1930’larda başlayan bağımsızlık mücadelesi, 1940 yılında bu kez de Japonya’nın işgali ile daha da şiddetlenmiş ve bağımsızlık için mücadele eden grupların “Ho Şi Minh” liderliğinde “Viet-Minh” örgütü bünyesinde toplanmalarına neden olmuştur. Komünizm ideolojisine sahip olan Minh, Japonya’nın İkinci Dünya Savaşı’ndan yenik çıkmasını fırsat bilerek 1945 yılında Vietnam’ın kuzeyinde Vietnam demokratik Cumhuriyeti’ni (Kuzey Vietnam) kurdu.

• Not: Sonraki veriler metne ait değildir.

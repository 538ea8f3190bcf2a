// SPDX-License-Identifier: AGPL-3.0-or-later
//! Recycle bin for the local filesystem
//!
//! Items are first renamed into `<base>/.dsync_recycle/<session>/`, which is
//! cheap and keeps them on their own volume. Finalizing hands them to the
//! freedesktop.org trash when it lives on the same device; otherwise they
//! stay in the per-folder recycle folder.

use async_trait::async_trait;
use chrono::Local;
use doppel_core::{
    backend::{RecycleReport, RecycleSession},
    AbstractPath, AfsPath, CancelToken, DoppelError, DoppelResult,
};
use std::collections::HashSet;
use std::io;
use std::path::{Path, PathBuf};
use tokio::fs;
use tokio::io::AsyncWriteExt;

use super::{io_err, native_path};

pub const RECYCLE_FOLDER_NAME: &str = ".dsync_recycle";

struct StagedItem {
    original: PathBuf,
    staged: PathBuf,
}

pub struct NativeRecycleSession {
    session_dir: PathBuf,
    trash_dir: Option<PathBuf>,
    staged: Vec<StagedItem>,
    finalized: bool,
}

impl NativeRecycleSession {
    pub fn new(base: PathBuf, trash_dir: Option<PathBuf>) -> Self {
        let stamp = Local::now().format("%Y-%m-%d %H%M%S%.3f").to_string();
        Self {
            session_dir: base.join(RECYCLE_FOLDER_NAME).join(stamp),
            trash_dir,
            staged: Vec::new(),
            finalized: false,
        }
    }

    pub fn session_dir(&self) -> &Path {
        &self.session_dir
    }

    /// Staged items whose parent folder was not staged as well.
    fn top_level_items(&self) -> Vec<&StagedItem> {
        let all: HashSet<&Path> = self.staged.iter().map(|s| s.staged.as_path()).collect();
        self.staged
            .iter()
            .filter(|item| {
                item.staged
                    .ancestors()
                    .skip(1)
                    .take_while(|a| *a != self.session_dir)
                    .all(|a| !all.contains(a))
            })
            .collect()
    }

    async fn move_to_trash(&self, item: &StagedItem, trash: &Path) -> DoppelResult<()> {
        let files = trash.join("files");
        let info = trash.join("info");
        fs::create_dir_all(&files).await.map_err(io_err("create folder", &files))?;
        fs::create_dir_all(&info).await.map_err(io_err("create folder", &info))?;

        let name = item
            .original
            .file_name()
            .map(|n| n.to_string_lossy().into_owned())
            .unwrap_or_else(|| "item".to_string());

        // reserve a unique name by creating the .trashinfo first
        let mut attempt = 0u32;
        loop {
            attempt += 1;
            let candidate = if attempt == 1 {
                name.clone()
            } else {
                format!("{name}.{attempt}")
            };
            let info_path = info.join(format!("{candidate}.trashinfo"));
            let mut info_file = match fs::OpenOptions::new()
                .write(true)
                .create_new(true)
                .open(&info_path)
                .await
            {
                Ok(f) => f,
                Err(e) if e.kind() == io::ErrorKind::AlreadyExists => continue,
                Err(e) => return Err(DoppelError::from_io("create", info_path.display().to_string(), e)),
            };
            let target = files.join(&candidate);
            if fs::symlink_metadata(&target).await.is_ok() {
                let _ = fs::remove_file(&info_path).await;
                continue;
            }

            let contents = format!(
                "[Trash Info]\nPath={}\nDeletionDate={}\n",
                encode_trash_path(&item.original),
                Local::now().format("%Y-%m-%dT%H:%M:%S")
            );
            let written = info_file.write_all(contents.as_bytes()).await;
            drop(info_file);
            if let Err(e) = written {
                let _ = fs::remove_file(&info_path).await;
                return Err(DoppelError::from_io("write", info_path.display().to_string(), e));
            }
            if let Err(e) = fs::rename(&item.staged, &target).await {
                let _ = fs::remove_file(&info_path).await;
                return Err(DoppelError::from_io("move to trash", item.staged.display().to_string(), e));
            }
            return Ok(());
        }
    }

    async fn remove_empty_session_dirs(&self) {
        if fs::remove_dir(&self.session_dir).await.is_ok() {
            if let Some(parent) = self.session_dir.parent() {
                let _ = fs::remove_dir(parent).await;
            }
        }
    }
}

#[async_trait]
impl RecycleSession for NativeRecycleSession {
    async fn recycle_item(&mut self, item: &AbstractPath, logical_path: &AfsPath) -> DoppelResult<bool> {
        let original = native_path(item)?;
        let meta = match fs::symlink_metadata(&original).await {
            Ok(meta) => meta,
            Err(e) if e.kind() == io::ErrorKind::NotFound => return Ok(false),
            Err(e) => return Err(DoppelError::from_io("stat", original.display().to_string(), e)),
        };

        let mut staged = self.session_dir.clone();
        for seg in logical_path.segments() {
            staged.push(seg);
        }
        if let Some(parent) = staged.parent() {
            fs::create_dir_all(parent).await.map_err(io_err("create folder", parent))?;
        }

        // contents of this folder were staged earlier; only the empty shell is left
        if meta.is_dir() && fs::symlink_metadata(&staged).await.is_ok() {
            fs::remove_dir(&original).await.map_err(io_err("delete folder", &original))?;
        } else {
            fs::rename(&original, &staged).await.map_err(|e| {
                #[cfg(unix)]
                if e.raw_os_error() == Some(libc::EXDEV) {
                    return DoppelError::DifferentVolume {
                        source_path: original.display().to_string(),
                        target: staged.display().to_string(),
                    };
                }
                DoppelError::from_io("move to recycle bin", original.display().to_string(), e)
            })?;
        }

        tracing::debug!(item = %original.display(), "staged for recycle bin");
        self.staged.push(StagedItem { original, staged });
        Ok(true)
    }

    async fn finalize(&mut self, cancel: &CancelToken) -> DoppelResult<RecycleReport> {
        self.finalized = true;
        let mut report = RecycleReport {
            recycled: self.staged.len(),
            failures: Vec::new(),
        };
        if self.staged.is_empty() {
            return Ok(report);
        }

        let trash = match &self.trash_dir {
            Some(trash) => trash.clone(),
            None => return Ok(report),
        };
        if !same_device(&trash, &self.session_dir).await {
            tracing::info!(folder = %self.session_dir.display(), count = report.recycled, "trash is on another device, items kept in recycle folder");
            return Ok(report);
        }

        for item in self.top_level_items() {
            cancel.check()?;
            if let Err(e) = self.move_to_trash(item, &trash).await {
                tracing::warn!(item = %item.original.display(), error = %e, "cannot move to trash");
                report.failures.push((item.original.display().to_string(), e.to_string()));
            }
        }
        if report.failures.is_empty() {
            self.remove_empty_session_dirs().await;
        }
        Ok(report)
    }
}

impl Drop for NativeRecycleSession {
    fn drop(&mut self) {
        if !self.finalized && !self.staged.is_empty() {
            tracing::warn!(
                folder = %self.session_dir.display(),
                count = self.staged.len(),
                "recycle session not finalized, items remain in recycle folder"
            );
        }
    }
}

/// Whether `trash` (or the folder it would be created in) shares a device
/// with `folder`.
#[cfg(unix)]
async fn same_device(trash: &Path, folder: &Path) -> bool {
    use std::os::unix::fs::MetadataExt;

    let mut probe = trash.to_path_buf();
    let trash_meta = loop {
        match fs::metadata(&probe).await {
            Ok(meta) => break meta,
            Err(_) => match probe.parent() {
                Some(parent) => probe = parent.to_path_buf(),
                None => return false,
            },
        }
    };
    match fs::metadata(folder).await {
        Ok(meta) => meta.dev() == trash_meta.dev(),
        Err(_) => false,
    }
}

#[cfg(not(unix))]
async fn same_device(_trash: &Path, _folder: &Path) -> bool {
    false
}

/// Percent-encoded raw path bytes, `/` kept as is.
#[cfg(unix)]
fn encode_trash_path(path: &Path) -> String {
    use std::os::unix::ffi::OsStrExt;
    path.as_os_str()
        .as_bytes()
        .split(|&b| b == b'/')
        .map(|seg| urlencoding::encode_binary(seg).into_owned())
        .collect::<Vec<_>>()
        .join("/")
}

#[cfg(not(unix))]
fn encode_trash_path(path: &Path) -> String {
    path.to_string_lossy()
        .split('/')
        .map(|seg| urlencoding::encode(seg).into_owned())
        .collect::<Vec<_>>()
        .join("/")
}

Ardından Viet-Minh örgütü Fransızlara karşı 1954 yılında yaptığı savaşı kazanarak Fransa’yı Vietnam’dan çıkarmayı başarmışlardır. Fransa’nın Vietnam’dan çıkışı bağımsızlık yolunda önemli bir adım olarak görünse de bölge daha sonra ABD ve Çin’in büyük mücadelesine sahne olmuştur [1]. Fransa’nın bölgeden çekilmesinden sonra ABD, komünizm tehdidine karşı Vietnam’ın güneyinde 1955 yılında kendi çıkarlarına hizmet edecek bir devletin kurulmasını sağladı. 1955’te kurulan Vietnam Cumhuriyeti (Güney Vietnam), ABD’nin SSCB’ye ve Çin’e karşı oluşturduğu politikanın göstergesiydi. Nitekim Kuzey Vietnam yönetimi Çin ve SSCB tarafından desteklendiğinden ötürü ABD için büyük bir tehdit unsuru olarak nitelendirilmekteydi. Bu mücadele kısa sürede kanlı bir savaşa dönüşecek ve ABD’nin “Vietnam Bataklığı” olarak adlandırılan bir başarısızlık nitelendirilmesine sebep olacaktır [2].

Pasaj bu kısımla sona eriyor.